⟨

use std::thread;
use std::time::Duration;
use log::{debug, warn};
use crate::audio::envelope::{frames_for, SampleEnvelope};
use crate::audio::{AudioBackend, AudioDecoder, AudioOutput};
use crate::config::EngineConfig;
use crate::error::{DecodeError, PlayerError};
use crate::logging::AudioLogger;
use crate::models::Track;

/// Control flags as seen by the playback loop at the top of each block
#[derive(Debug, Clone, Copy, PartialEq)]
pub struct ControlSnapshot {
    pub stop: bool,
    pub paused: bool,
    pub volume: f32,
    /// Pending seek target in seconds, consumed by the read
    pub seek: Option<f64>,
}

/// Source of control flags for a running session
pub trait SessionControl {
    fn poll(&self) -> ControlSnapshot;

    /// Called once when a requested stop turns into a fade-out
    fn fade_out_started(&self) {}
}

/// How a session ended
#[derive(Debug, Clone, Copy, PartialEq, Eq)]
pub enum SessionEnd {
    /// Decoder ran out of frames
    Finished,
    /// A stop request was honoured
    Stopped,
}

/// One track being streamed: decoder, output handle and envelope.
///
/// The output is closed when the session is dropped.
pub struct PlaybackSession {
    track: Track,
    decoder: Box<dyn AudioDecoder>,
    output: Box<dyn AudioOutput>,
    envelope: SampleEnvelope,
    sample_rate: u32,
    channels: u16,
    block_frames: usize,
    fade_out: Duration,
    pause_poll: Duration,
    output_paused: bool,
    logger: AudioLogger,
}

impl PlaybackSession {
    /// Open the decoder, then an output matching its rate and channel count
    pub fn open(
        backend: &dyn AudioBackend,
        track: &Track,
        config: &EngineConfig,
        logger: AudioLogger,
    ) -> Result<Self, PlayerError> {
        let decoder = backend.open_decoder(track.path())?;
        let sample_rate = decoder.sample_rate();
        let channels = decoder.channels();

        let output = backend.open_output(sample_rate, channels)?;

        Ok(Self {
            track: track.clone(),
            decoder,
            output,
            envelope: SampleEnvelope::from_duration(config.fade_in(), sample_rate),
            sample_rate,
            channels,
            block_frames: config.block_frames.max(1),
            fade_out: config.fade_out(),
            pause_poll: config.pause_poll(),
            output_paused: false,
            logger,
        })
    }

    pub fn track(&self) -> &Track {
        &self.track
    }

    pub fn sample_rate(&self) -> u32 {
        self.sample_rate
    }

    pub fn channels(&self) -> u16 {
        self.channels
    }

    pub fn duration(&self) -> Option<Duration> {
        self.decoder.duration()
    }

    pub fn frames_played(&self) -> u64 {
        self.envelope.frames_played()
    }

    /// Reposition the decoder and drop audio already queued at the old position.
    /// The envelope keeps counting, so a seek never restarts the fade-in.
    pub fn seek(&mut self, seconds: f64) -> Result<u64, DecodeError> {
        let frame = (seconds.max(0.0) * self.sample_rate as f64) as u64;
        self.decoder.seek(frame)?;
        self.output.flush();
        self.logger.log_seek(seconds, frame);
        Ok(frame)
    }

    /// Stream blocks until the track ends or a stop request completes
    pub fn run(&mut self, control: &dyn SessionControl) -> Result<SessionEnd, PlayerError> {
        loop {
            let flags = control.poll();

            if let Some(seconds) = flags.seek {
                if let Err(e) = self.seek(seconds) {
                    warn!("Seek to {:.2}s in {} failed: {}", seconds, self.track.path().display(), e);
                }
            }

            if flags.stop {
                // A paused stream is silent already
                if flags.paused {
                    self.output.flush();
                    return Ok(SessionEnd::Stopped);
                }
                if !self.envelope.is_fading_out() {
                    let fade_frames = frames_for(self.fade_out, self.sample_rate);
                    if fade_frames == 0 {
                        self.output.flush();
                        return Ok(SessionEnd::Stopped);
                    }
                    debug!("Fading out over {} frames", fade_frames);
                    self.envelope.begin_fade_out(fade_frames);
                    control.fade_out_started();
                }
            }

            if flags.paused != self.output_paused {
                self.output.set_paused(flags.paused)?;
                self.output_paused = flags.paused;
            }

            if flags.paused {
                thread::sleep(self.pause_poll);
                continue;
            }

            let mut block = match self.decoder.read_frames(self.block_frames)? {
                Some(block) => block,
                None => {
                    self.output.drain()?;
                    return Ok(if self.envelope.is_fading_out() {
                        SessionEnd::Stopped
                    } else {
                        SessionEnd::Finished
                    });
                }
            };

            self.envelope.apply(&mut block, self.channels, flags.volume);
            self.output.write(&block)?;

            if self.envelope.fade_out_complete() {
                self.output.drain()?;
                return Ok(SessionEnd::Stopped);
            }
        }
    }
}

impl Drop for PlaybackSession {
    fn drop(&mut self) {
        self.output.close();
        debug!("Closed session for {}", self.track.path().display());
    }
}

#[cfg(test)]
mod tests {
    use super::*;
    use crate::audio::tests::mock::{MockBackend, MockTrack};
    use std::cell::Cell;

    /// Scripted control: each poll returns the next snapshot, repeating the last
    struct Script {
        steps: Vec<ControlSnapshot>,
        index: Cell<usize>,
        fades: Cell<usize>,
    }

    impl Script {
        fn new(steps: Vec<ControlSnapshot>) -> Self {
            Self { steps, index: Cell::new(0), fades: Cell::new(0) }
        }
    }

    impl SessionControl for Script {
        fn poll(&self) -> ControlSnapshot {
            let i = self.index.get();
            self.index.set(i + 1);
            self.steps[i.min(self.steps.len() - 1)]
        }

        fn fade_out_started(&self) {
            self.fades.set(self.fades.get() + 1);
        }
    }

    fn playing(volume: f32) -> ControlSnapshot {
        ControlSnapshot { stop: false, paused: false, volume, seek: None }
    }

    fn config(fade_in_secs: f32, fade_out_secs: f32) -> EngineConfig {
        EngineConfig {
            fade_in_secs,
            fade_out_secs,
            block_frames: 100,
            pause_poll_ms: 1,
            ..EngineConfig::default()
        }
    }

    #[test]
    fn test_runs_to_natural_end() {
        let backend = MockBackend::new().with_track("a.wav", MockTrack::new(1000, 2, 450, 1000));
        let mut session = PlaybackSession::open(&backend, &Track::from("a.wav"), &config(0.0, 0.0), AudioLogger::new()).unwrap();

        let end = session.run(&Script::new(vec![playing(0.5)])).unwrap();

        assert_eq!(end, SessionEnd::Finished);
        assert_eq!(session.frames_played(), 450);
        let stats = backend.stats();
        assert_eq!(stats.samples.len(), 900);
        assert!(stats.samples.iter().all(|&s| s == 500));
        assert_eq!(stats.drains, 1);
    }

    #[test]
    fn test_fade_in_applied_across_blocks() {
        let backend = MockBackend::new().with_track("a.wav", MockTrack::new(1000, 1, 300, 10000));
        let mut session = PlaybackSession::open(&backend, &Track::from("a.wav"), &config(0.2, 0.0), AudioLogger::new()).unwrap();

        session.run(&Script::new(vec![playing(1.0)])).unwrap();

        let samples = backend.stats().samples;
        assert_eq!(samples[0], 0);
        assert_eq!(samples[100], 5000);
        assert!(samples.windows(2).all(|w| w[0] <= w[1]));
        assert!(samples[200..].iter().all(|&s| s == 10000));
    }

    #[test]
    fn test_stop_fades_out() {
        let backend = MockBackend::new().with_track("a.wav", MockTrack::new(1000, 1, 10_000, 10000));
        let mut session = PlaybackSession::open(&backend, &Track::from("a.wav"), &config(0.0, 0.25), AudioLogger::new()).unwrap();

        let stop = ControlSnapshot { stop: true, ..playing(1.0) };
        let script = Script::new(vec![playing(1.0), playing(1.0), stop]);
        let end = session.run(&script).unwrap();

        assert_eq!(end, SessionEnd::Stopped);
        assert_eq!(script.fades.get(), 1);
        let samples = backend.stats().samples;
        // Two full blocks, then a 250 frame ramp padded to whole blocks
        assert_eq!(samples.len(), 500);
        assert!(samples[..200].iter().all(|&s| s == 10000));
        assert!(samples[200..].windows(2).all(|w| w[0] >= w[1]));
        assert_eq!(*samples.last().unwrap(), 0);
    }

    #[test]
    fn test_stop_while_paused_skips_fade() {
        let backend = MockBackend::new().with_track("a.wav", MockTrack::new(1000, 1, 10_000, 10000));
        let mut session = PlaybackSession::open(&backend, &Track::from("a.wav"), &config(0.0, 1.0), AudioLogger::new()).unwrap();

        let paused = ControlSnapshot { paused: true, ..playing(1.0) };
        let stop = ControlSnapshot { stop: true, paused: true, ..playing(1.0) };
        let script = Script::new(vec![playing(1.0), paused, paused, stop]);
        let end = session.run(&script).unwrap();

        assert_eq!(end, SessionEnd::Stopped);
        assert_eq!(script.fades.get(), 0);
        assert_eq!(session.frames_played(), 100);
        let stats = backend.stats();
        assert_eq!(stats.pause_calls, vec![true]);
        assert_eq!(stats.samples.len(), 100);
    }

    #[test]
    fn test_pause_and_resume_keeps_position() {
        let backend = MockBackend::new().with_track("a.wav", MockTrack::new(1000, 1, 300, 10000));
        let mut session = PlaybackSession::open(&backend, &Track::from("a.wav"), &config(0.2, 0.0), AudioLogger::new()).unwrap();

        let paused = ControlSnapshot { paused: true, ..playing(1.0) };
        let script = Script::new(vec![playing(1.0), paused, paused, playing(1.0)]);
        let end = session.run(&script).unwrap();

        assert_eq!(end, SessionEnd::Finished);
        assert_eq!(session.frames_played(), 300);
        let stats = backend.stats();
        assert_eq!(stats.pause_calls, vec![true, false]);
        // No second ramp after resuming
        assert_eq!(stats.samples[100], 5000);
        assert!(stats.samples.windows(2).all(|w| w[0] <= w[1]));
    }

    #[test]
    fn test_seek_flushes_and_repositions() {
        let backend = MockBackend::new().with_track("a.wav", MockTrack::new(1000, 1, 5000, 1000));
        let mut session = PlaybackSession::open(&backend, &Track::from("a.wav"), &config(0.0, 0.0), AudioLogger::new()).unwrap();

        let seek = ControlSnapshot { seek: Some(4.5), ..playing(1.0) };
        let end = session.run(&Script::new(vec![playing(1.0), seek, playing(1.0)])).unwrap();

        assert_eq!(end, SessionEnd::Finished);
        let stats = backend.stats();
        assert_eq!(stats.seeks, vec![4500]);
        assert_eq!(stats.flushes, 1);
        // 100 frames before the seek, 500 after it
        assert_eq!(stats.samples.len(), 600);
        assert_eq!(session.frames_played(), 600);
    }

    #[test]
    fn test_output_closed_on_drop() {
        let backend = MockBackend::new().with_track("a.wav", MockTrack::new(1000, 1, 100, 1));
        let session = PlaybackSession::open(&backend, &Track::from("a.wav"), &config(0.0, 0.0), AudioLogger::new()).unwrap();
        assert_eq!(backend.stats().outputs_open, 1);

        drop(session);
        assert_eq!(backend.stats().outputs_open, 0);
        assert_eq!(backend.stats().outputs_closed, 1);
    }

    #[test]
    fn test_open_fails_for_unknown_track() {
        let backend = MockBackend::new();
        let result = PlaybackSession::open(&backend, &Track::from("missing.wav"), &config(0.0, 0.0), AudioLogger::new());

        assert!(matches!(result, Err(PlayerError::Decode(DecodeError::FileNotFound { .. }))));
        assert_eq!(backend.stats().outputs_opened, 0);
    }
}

⟩

Problem requirements -
Some of the data mentions "SampleEnvelope". Copy every line where it does.

Response area -
use crate::audio::envelope::{frames_for, SampleEnvelope};
    envelope: SampleEnvelope,
            envelope: SampleEnvelope::from_duration(config.fade_in(), sample_rate),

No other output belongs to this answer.